- TO DO
In the entries, find all lines that hold the word "Instant" and copy them.

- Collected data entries
use std::time::Duration;
use tokio::time::Instant;

/// Longest delay a slot will arm for; anything later is treated as this.
pub const MAX_DELAY: Duration = Duration::from_secs(365 * 24 * 60 * 60);

/// A slot holding at most one pending deadline.
///
/// Arming replaces whatever was armed before. Every arm or cancel bumps the
/// generation, so work started under an older generation can be recognised
/// as stale when it completes.
#[derive(Debug, Default)]
pub struct TimerSlot {
    deadline: Option<Instant>,
    generation: u64,
}

impl TimerSlot {
    pub fn new() -> Self {
        Self::default()
    }

    pub fn arm(&mut self, delay: Duration) -> u64 {
        self.generation += 1;
        self.deadline = Some(Instant::now() + delay.min(MAX_DELAY));
        self.generation
    }

    /// Disarm. Harmless when nothing is armed.
    pub fn cancel(&mut self) -> u64 {
        self.generation += 1;
        self.deadline = None;
        self.generation
    }

    /// Clear an elapsed deadline, keeping the generation so work started
    /// from this firing stays current.
    pub fn fire(&mut self) -> u64 {
        self.deadline = None;
        self.generation
    }

    pub fn deadline(&self) -> Option<Instant> {
        self.deadline
    }

    #[cfg(test)]
    pub fn is_armed(&self) -> bool {
        self.deadline.is_some()
    }

    pub fn generation(&self) -> u64 {
        self.generation
    }

    pub fn is_current(&self, generation: u64) -> bool {
        self.generation == generation
    }
}

/// Resolve at `deadline`, or never when there is none.
pub async fn wait(deadline: Option<Instant>) {
    match deadline {
        Some(deadline) => tokio::time::sleep_until(deadline).await,
        None => std::future::pending::<()>().await,
    }
}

- OUTPUT FOR THIS TASK
use tokio::time::Instant;
    deadline: Option<Instant>,
        self.deadline = Some(Instant::now() + delay.min(MAX_DELAY));
    pub fn deadline(&self) -> Option<Instant> {
pub async fn wait(deadline: Option<Instant>) {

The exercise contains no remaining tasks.